(Dataset excerpts)
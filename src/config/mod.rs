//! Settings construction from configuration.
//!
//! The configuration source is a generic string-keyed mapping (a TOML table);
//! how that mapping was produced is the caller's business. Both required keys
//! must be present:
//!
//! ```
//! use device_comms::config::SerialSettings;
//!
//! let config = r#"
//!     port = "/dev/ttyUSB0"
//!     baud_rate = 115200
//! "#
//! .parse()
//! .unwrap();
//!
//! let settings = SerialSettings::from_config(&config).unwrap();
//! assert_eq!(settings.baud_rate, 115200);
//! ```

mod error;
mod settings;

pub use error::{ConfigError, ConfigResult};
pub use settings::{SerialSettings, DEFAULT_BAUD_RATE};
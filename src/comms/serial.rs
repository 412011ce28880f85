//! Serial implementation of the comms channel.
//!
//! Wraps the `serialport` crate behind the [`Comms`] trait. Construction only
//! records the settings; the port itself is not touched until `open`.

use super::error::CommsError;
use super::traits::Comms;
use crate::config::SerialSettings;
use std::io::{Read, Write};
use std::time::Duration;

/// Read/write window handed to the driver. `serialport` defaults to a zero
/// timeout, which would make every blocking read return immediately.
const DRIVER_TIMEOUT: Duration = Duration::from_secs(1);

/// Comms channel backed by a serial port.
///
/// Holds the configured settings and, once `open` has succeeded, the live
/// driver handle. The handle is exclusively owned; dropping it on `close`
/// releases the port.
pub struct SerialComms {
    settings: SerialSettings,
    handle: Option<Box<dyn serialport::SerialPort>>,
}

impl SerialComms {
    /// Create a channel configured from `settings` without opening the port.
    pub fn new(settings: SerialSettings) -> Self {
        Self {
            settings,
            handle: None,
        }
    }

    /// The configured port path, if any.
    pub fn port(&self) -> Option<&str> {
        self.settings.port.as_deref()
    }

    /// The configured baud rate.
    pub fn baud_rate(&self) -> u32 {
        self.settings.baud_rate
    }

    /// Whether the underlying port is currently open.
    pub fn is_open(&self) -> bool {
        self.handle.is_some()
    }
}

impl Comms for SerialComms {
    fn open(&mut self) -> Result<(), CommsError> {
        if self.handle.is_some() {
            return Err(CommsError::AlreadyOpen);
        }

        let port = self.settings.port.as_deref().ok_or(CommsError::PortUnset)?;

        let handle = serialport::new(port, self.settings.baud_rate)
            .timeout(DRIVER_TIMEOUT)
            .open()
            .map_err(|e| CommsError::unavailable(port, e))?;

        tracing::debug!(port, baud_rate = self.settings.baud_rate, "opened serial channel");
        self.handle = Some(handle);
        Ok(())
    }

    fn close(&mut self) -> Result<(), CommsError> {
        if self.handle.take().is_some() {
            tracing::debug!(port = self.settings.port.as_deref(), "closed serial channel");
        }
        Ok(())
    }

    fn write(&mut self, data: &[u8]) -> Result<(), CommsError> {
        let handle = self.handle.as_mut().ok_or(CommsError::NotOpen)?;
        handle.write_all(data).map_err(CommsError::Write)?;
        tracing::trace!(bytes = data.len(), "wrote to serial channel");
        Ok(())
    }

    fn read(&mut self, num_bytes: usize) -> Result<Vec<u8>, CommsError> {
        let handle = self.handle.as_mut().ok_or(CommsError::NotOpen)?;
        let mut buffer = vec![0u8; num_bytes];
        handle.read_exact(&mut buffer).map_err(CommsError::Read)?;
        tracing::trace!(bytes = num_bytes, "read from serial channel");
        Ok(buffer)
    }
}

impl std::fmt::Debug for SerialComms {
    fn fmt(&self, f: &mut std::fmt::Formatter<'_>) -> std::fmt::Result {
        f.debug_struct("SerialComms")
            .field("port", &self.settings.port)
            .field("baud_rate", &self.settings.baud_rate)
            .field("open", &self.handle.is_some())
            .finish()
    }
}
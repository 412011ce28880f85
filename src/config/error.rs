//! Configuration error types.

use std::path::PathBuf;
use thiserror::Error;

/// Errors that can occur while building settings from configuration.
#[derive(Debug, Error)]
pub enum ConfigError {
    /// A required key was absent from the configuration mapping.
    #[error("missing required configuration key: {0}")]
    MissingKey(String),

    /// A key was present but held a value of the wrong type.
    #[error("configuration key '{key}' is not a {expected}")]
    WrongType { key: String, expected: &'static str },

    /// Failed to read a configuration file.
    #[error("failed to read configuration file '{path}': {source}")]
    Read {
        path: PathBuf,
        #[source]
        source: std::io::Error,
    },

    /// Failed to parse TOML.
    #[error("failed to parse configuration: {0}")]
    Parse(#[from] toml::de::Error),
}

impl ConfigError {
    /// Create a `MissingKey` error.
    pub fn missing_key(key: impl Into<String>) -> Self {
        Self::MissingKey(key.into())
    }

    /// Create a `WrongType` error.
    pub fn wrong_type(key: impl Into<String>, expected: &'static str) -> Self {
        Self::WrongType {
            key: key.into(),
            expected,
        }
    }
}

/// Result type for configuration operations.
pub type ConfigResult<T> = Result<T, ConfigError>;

- **What you should do**
Send back an exact copy of only the lines from the line with "use std::path::PathBuf;" up to and including the line with "the wrong type." in the data above.

- **Solution**
use std::path::PathBuf;
use thiserror::Error;

/// Errors that can occur while building settings from configuration.
#[derive(Debug, Error)]
pub enum ConfigError {
    /// A required key was absent from the configuration mapping.
    #[error("missing required configuration key: {0}")]
    MissingKey(String),

    /// A key was present but held a value of the wrong type.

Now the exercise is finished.